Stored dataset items
####################

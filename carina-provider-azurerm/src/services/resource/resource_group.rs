use std::collections::HashMap;

use async_trait::async_trait;
use carina_provider_sdk::provider::ProviderResult;
use carina_provider_sdk::resource::{Attributes, ResourceId, State, Value};
use carina_provider_sdk::schema::{AttributeSchema, ResourceSchema};
use carina_provider_sdk::timeouts::Timeouts;
use serde_json::json;

use crate::azure::{
    self, expand_tags, flatten_tags, normalize_location, parse_azure_resource_id,
    resource_group_id, tags_schema,
};
use crate::resources::{ArmContext, ArmResource, import_as_exists_check};
use crate::services::{get_or_none, id_error, require_exists, response_id};

const API_VERSION: &str = "2019-05-01";

pub struct ResourceGroup;

fn expand(attrs: &HashMap<String, Value>) -> serde_json::Value {
    json!({
        "location": attrs.get_str("location").unwrap_or_default(),
        "tags": expand_tags(attrs),
    })
}

fn flatten(body: &serde_json::Value, name: &str) -> HashMap<String, Value> {
    let mut attrs = HashMap::new();
    attrs.insert(
        "name".to_string(),
        Value::string(body.get("name").and_then(|v| v.as_str()).unwrap_or(name)),
    );
    if let Some(location) = body.get("location").and_then(|v| v.as_str()) {
        attrs.insert(
            "location".to_string(),
            Value::string(normalize_location(location)),
        );
    }
    attrs.insert("tags".to_string(), flatten_tags(body.get("tags")));
    attrs
}

#[async_trait]
impl ArmResource for ResourceGroup {
    fn type_name(&self) -> &'static str {
        "azurerm_resource_group"
    }

    fn schema(&self) -> ResourceSchema {
        ResourceSchema::new(self.type_name())
            .with_description("A Resource Group, the container for related Azure resources.")
            .attribute(
                AttributeSchema::new("name", azure::validate::resource_group_name())
                    .required()
                    .force_new(),
            )
            .attribute(azure::schema::location_schema())
            .attribute(tags_schema())
    }

    fn timeouts(&self) -> Timeouts {
        Timeouts::uniform(90)
    }

    async fn create(
        &self,
        ctx: &ArmContext,
        id: &ResourceId,
        attrs: &HashMap<String, Value>,
    ) -> ProviderResult<State> {
        let name = attrs.get_str("name").unwrap_or_default();
        let path = resource_group_id(ctx.subscription_id(), name);

        import_as_exists_check(ctx, self.type_name(), &path, API_VERSION).await?;

        ctx.client
            .put_and_wait(&path, API_VERSION, &expand(attrs))
            .await
            .map_err(|e| e.with_context(format!("Error creating Resource Group {:?}", name)))?;

        let state = self.read(ctx, id, &path).await?;
        require_exists(state, &format!("Resource Group {:?}", name))
    }

    async fn read(
        &self,
        ctx: &ArmContext,
        id: &ResourceId,
        identifier: &str,
    ) -> ProviderResult<State> {
        let parsed = parse_azure_resource_id(identifier).map_err(id_error)?;
        let name = parsed.resource_group;
        let path = resource_group_id(&parsed.subscription_id, &name);

        let body = get_or_none(&ctx.client, &path, API_VERSION)
            .await
            .map_err(|e| e.with_context(format!("Error reading Resource Group {:?}", name)))?;
        let Some(body) = body else {
            return Ok(State::not_found(id.clone()));
        };

        Ok(State::existing(id.clone(), flatten(&body, &name)).with_identifier(response_id(&body, &path)))
    }

    async fn update(
        &self,
        ctx: &ArmContext,
        id: &ResourceId,
        identifier: &str,
        _from: &State,
        to: &HashMap<String, Value>,
    ) -> ProviderResult<State> {
        let name = to.get_str("name").unwrap_or_default();
        ctx.client
            .put_and_wait(identifier, API_VERSION, &expand(to))
            .await
            .map_err(|e| e.with_context(format!("Error updating Resource Group {:?}", name)))?;

        let state = self.read(ctx, id, identifier).await?;
        require_exists(state, &format!("Resource Group {:?}", name))
    }

    async fn delete(
        &self,
        ctx: &ArmContext,
        _id: &ResourceId,
        identifier: &str,
    ) -> ProviderResult<()> {
        let parsed = parse_azure_resource_id(identifier).map_err(id_error)?;
        let name = parsed.resource_group;
        let path = resource_group_id(&parsed.subscription_id, &name);

        match ctx.client.delete_and_wait(&path, API_VERSION).await {
            Ok(()) => Ok(()),
            Err(e) if e.is_not_found() => Ok(()),
            Err(e) => Err(e.with_context(format!("Error deleting Resource Group {:?}", name))),
        }
    }
}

####################

- [Assigned task] Return all lines from the entries that contain the string "Value".

- [Task response]
use carina_provider_sdk::resource::{Attributes, ResourceId, State, Value};
fn expand(attrs: &HashMap<String, Value>) -> serde_json::Value {
fn flatten(body: &serde_json::Value, name: &str) -> HashMap<String, Value> {
        Value::string(body.get("name").and_then(|v| v.as_str()).unwrap_or(name)),
            Value::string(normalize_location(location)),
        attrs: &HashMap<String, Value>,
        to: &HashMap<String, Value>,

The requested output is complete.